Segment Start: Information provided

//! Connection lifecycle hooks shared by both transports.

use std::fmt;
use std::sync::Arc;

use async_trait::async_trait;
use metrics::{counter, gauge, histogram};
use tracing::{debug, info};

use super::handle::{CloseReason, PushHandle};
use super::registry::ConnectionRegistry;
use crate::metrics::{PUSH_CONNECTIONS_ACTIVE, PUSH_CONNECTIONS_TOTAL, PUSH_CONNECTION_DURATION_SECONDS};

/// How a client signalled liveness.
#[derive(Clone, Copy, Debug, PartialEq, Eq)]
pub enum Probe {
    /// Transport-level ping or pong frame.
    Control,
    /// Application-level probe text (browsers cannot send control frames).
    Text,
}

/// Hooks a transport adapter drives for each connection it owns.
///
/// The defaults implement the shared contract: register on open, unregister
/// exactly this handle on close, and turn write errors into a close. Adapters
/// override only what is specific to their transport.
#[async_trait]
pub trait ConnectionLifecycle: Send + Sync {
    /// Registry handles are kept in.
    fn registry(&self) -> &ConnectionRegistry;

    /// A connection with a resolved identity was opened.
    ///
    /// A duplex handle displaced by this one is closed as superseded.
    fn on_open(&self, handle: &Arc<PushHandle>) {
        if let Some(displaced) = self.registry().register(handle.clone()) {
            if displaced.close(CloseReason::Superseded) {
                info!(
                    recipient = %displaced.key(),
                    handle_id = %displaced.id(),
                    replaced_by = %handle.id(),
                    "duplex connection superseded"
                );
            }
        }
        let transport = handle.transport().as_str();
        counter!(PUSH_CONNECTIONS_TOTAL, "transport" => transport).increment(1);
        gauge!(PUSH_CONNECTIONS_ACTIVE, "transport" => transport).increment(1.0);
        info!(recipient = %handle.key(), handle_id = %handle.id(), transport, "connection opened");
    }

    /// An inbound application message arrived.
    async fn on_message(&self, handle: &Arc<PushHandle>, text: &str) {
        debug!(handle_id = %handle.id(), len = text.len(), "inbound message ignored");
    }

    /// The client showed it is alive.
    fn on_heartbeat(&self, handle: &PushHandle, _probe: Probe) {
        handle.mark_alive();
    }

    /// The connection ended for any reason. Safe to call more than once.
    fn on_close(&self, handle: &PushHandle) {
        let _ = handle.close(CloseReason::Normal);
        let _ = self.registry().unregister(handle.key(), handle.id());
        if handle.release() {
            let transport = handle.transport().as_str();
            gauge!(PUSH_CONNECTIONS_ACTIVE, "transport" => transport).decrement(1.0);
            histogram!(PUSH_CONNECTION_DURATION_SECONDS, "transport" => transport)
                .record(handle.age().as_secs_f64());
            info!(
                recipient = %handle.key(),
                handle_id = %handle.id(),
                transport,
                reason = handle.close_reason().map_or("normal", CloseReason::as_str),
                delivered = handle.delivered_count(),
                dropped = handle.dropped_count(),
                "connection closed"
            );
        }
    }

    /// The transport failed while writing.
    fn on_error(&self, handle: &PushHandle, error: &dyn fmt::Display) {
        handle.record_write_failure(error);
    }
}
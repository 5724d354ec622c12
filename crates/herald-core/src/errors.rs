//! Error taxonomy for push delivery.
//!
//! - [`RegistrationError`]: identity missing or invalid at connect time
//! - [`DeliveryError`]: one handle could not take a frame (isolated, never fatal)
//! - [`BusError`]: the shared broadcast bus failed
//! - [`PushError`]: umbrella for callers that surface any of the above

use thiserror::Error;

use crate::ids::HandleId;

/// A connection could not be associated with an identity and must not be registered.
#[derive(Debug, Clone, PartialEq, Eq, Error)]
pub enum RegistrationError {
    /// No token was presented.
    #[error("missing credentials")]
    MissingCredentials,
    /// The token was well-formed but has expired.
    #[error("credentials expired")]
    Expired,
    /// The token could not be validated.
    #[error("invalid credentials: {0}")]
    InvalidToken(String),
}

/// A single handle did not accept a frame.
#[derive(Debug, Clone, PartialEq, Eq, Error)]
pub enum DeliveryError {
    /// The handle was already closed (including a close racing the delivery).
    #[error("handle {handle} is closed")]
    Closed {
        /// Affected handle.
        handle: HandleId,
    },
    /// The handle's outbound queue is full.
    #[error("handle {handle} outbound queue is full")]
    QueueFull {
        /// Affected handle.
        handle: HandleId,
    },
    /// The handle's writer has gone away.
    #[error("handle {handle} writer disconnected")]
    Disconnected {
        /// Affected handle.
        handle: HandleId,
    },
}

impl DeliveryError {
    /// Short label used for metrics.
    pub fn reason(&self) -> &'static str {
        match self {
            Self::Closed { .. } => "closed",
            Self::QueueFull { .. } => "queue_full",
            Self::Disconnected { .. } => "disconnected",
        }
    }
}

/// The shared broadcast bus failed.
#[derive(Debug, Error)]
pub enum BusError {
    /// The bus is not reachable right now.
    #[error("bus unavailable: {0}")]
    Unavailable(String),
    /// Transport I/O failed.
    #[error("bus I/O error: {0}")]
    Io(#[from] std::io::Error),
    /// A frame could not be encoded or decoded.
    #[error("bus codec error: {0}")]
    Codec(String),
    /// An envelope could not be serialized.
    #[error("failed to serialize envelope: {0}")]
    Serialize(#[from] serde_json::Error),
}

/// Umbrella error for push operations.
#[derive(Debug, Error)]
pub enum PushError {
    /// Connect-time identity failure.
    #[error(transparent)]
    Registration(#[from] RegistrationError),
    /// Per-handle delivery failure.
    #[error(transparent)]
    Delivery(#[from] DeliveryError),
    /// Broadcast bus failure.
    #[error(transparent)]
    Bus(#[from] BusError),
}

/// Result type for push operations.
pub type Result<T> = std::result::Result<T, PushError>;

#[cfg(test)]
mod tests {
    use super::*;

    #[test]
    fn registration_error_display() {
        assert_eq!(RegistrationError::MissingCredentials.to_string(), "missing credentials");
        assert_eq!(
            RegistrationError::InvalidToken("bad signature".into()).to_string(),
            "invalid credentials: bad signature"
        );
    }

    #[test]
    fn delivery_error_names_handle() {
        let err = DeliveryError::Closed {
            handle: HandleId::from("conn_1"),
        };
        assert_eq!(err.to_string(), "handle conn_1 is closed");
        assert_eq!(err.reason(), "closed");
    }

    #[test]
    fn delivery_reasons_are_snake_case() {
        let handle = HandleId::from("h");
        for err in [
            DeliveryError::Closed { handle: handle.clone() },
            DeliveryError::QueueFull { handle: handle.clone() },
            DeliveryError::Disconnected { handle },
        ] {
            assert!(err.reason().chars().all(|c| c.is_ascii_lowercase() || c == '_'));
        }
    }

    #[test]
    fn bus_error_from_io() {
        let io = std::io::Error::new(std::io::ErrorKind::ConnectionRefused, "refused");
        let err: BusError = io.into();
        assert!(matches!(err, BusError::Io(_)));
        assert!(err.to_string().contains("refused"));
    }

    #[test]
    fn push_error_is_transparent() {
        let err: PushError = BusError::Unavailable("hub down".into()).into();
        assert_eq!(err.to_string(), "bus unavailable: hub down");
        assert!(matches!(err, PushError::Bus(_)));
    }
}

Segment End: Information provided

» **What is being asked**:
Take every line from the records that holds "errors" and copy it down.

» **Completed exercise**:
/// exactly this handle on close, and turn write errors into a close. Adapters
filename crates/herald-core/src/errors.rs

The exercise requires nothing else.